Centrare l’approccio sul paziente non significa che il medico debba svolgere consultazioni estremamente lunghe o che debba acquisire competenze psicologiche che non gli sono proprie. Si tratta di un approccio in cui, utilizzando appropriate tecniche d’intervista (domande aperte, ascolto attivo, richieste relative all’opinione o alle aspettative del paziente) e strutturando il processo di consultazione in modo coerente (una prima fase aperta, in cui si indaga il motivo della richiesta e si sollecita il punto di vista soggettivo del paziente, della durata di alcuni minuti, seguita dalla definizione del/i problema/i principale/i e dalla relativa indagine, concludendo con la negoziazione o meno delle indicazioni terapeutiche) si raccolgono tutte le informazioni utili ad inquadrare il problema del paziente in un contesto più ampio.
Tale approccio si basa sul modello "biopsicosociale" delle malattie (Engel, 1977; 1980), in cui l’interazione tra componenti biologiche, psicologiche e sociali è ritenuta necessaria a definire il modello di malattia.
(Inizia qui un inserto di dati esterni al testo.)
use crate::domain::{DateRange, Selection, SelectionMode};
use crate::error::PickerError;
use serde::{Deserialize, Serialize};

pub const DEFAULT_WINDOW_SIZE: usize = 2;

/// Host configuration for one picker.
#[derive(Debug, Clone, Copy, PartialEq, Eq, Serialize, Deserialize)]
pub struct PickerOptions {
    /// Every displayable day.
    pub range: DateRange,
    /// Optional tighter bound on which days can be picked.
    #[serde(default, skip_serializing_if = "Option::is_none")]
    pub sub_range: Option<DateRange>,
    #[serde(default)]
    pub mode: SelectionMode,
    /// Number of month grids visible at once.
    #[serde(default = "default_window_size")]
    pub window_size: usize,
}

fn default_window_size() -> usize {
    DEFAULT_WINDOW_SIZE
}

impl PickerOptions {
    pub fn new(range: DateRange) -> Self {
        Self {
            range,
            sub_range: None,
            mode: SelectionMode::default(),
            window_size: DEFAULT_WINDOW_SIZE,
        }
    }

    pub fn with_sub_range(mut self, sub_range: DateRange) -> Self {
        self.sub_range = Some(sub_range);
        self
    }

    pub fn with_mode(mut self, mode: SelectionMode) -> Self {
        self.mode = mode;
        self
    }

    pub fn with_window_size(mut self, window_size: usize) -> Self {
        self.window_size = window_size;
        self
    }

    pub fn validate(&self) -> Result<(), PickerError> {
        if self.window_size == 0 {
            return Err(PickerError::InvalidWindowSize {
                size: self.window_size,
            });
        }
        Ok(())
    }
}

/// Everything a host needs to rebuild a picker between calls.
#[derive(Debug, Clone, PartialEq, Eq, Serialize, Deserialize)]
pub struct PickerSession {
    pub options: PickerOptions,
    pub cursor: usize,
    #[serde(default)]
    pub selection: Selection,
}

#[cfg(test)]
mod tests {
    use super::*;

    #[test]
    fn zero_window_is_rejected() {
        let options = PickerOptions::new(DateRange::years(2019, 2020).unwrap()).with_window_size(0);
        assert_eq!(
            options.validate(),
            Err(PickerError::InvalidWindowSize { size: 0 })
        );
    }

    #[test]
    fn missing_fields_take_defaults() {
        let options: PickerOptions =
            serde_json::from_str(r#"{"range":{"start":"2019-12-31","end":"2020-12-31"}}"#).unwrap();
        assert_eq!(options.window_size, DEFAULT_WINDOW_SIZE);
        assert_eq!(options.mode, SelectionMode::Single);
        assert_eq!(options.sub_range, None);
    }
}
Questo significa che l’attività del medico non si configura più come esclusiva applicazione di conoscenze biomediche, ma anche come prassi centrata sulla persona malata.
Esistono parametri che permettono di individuare le competenze comunicative dei singoli medici?
Certamente. A tale proposito, il nostro gruppo di ricerca da alcuni anni ha implementato dei corsi accreditati in cui utilizzando un sistema di classificazione della consultazione medica da noi elaborato è possibile analizzarla e definirne la qualità in modo "oggettivabile". I Medici di medicina generale che hanno frequentato questi corsi hanno mostrato di acquisire competenze comunicative che hanno permesso loro di condurre meglio la consultazione e di gestire con più competenza la relazione con il paziente, senza variazioni sostanziali nel tempo dedicato a ciascuna consultazione.
Secondo la sua esperienza, le donne medico utilizzano queste competenze in modo diverso rispetto ai colleghi uomini?
Per quanto attiene le "competenze" comunicative, non ho notato sostanziali differenze tra i due generi. Dipende molto dalla formazione specifica e dai modelli ai quali uomini e donne fanno riferimento nella loro prassi medica. Certamente, uomini e donne hanno spesso sensibilità e interessi diversi, che possono riflettersi nel modo di relazionarsi al paziente.
Vorrei citare a tale proposito una revisione sistematica pubblicata sul JAMA, in cui si analizzano gli effetti del genere sulla comunicazione in medicina. Da questa metanalisi, svolta in diversi ambiti medici, è emerso che le donne tendono ad assumere più spesso degli uomini, comportamenti che sollecitano la partecipazione del paziente, si mostrano più attente a tematiche di tipo psicologico e tendono a focalizzarsi più di frequente su aspetti emotivi. Non sono state rilevate differenze nella quantità di dati a contenuto biomedico raccolti e nelle informazioni fornite. Le consultazioni svolte dalle donne sono in media più lunghe (due minuti). Tuttavia vi sono significative variazioni in relazione al setting. Ad esempio due studi svolti in ambito ginecologico vengono evidenziati dall’autrice proprio perché in controtendenza rispetto a tutti gli altri presi in esame. I medici ginecologi tendono a mostrare più spesso delle colleghe comportamenti focalizzati sulle emozioni…
L’approccio del medico nei confronti del paziente muta a seconda che si tratti di un uomo o di una donna?
A questo riguardo i dati in letteratura sono più controversi e meno univoci, entrando in gioco molte variabili, legate al contesto culturale, alla personalità, ai ruoli e alle aspettative reciproche. Sicuramente vi è una relazione speculare tra comportamenti messi in atto dal medico e atteggiamenti del paziente, per cui un milieu facilitante sollecita una maggiore comunicatività del paziente e la disponibilità a mettere in gioco aspetti intimi.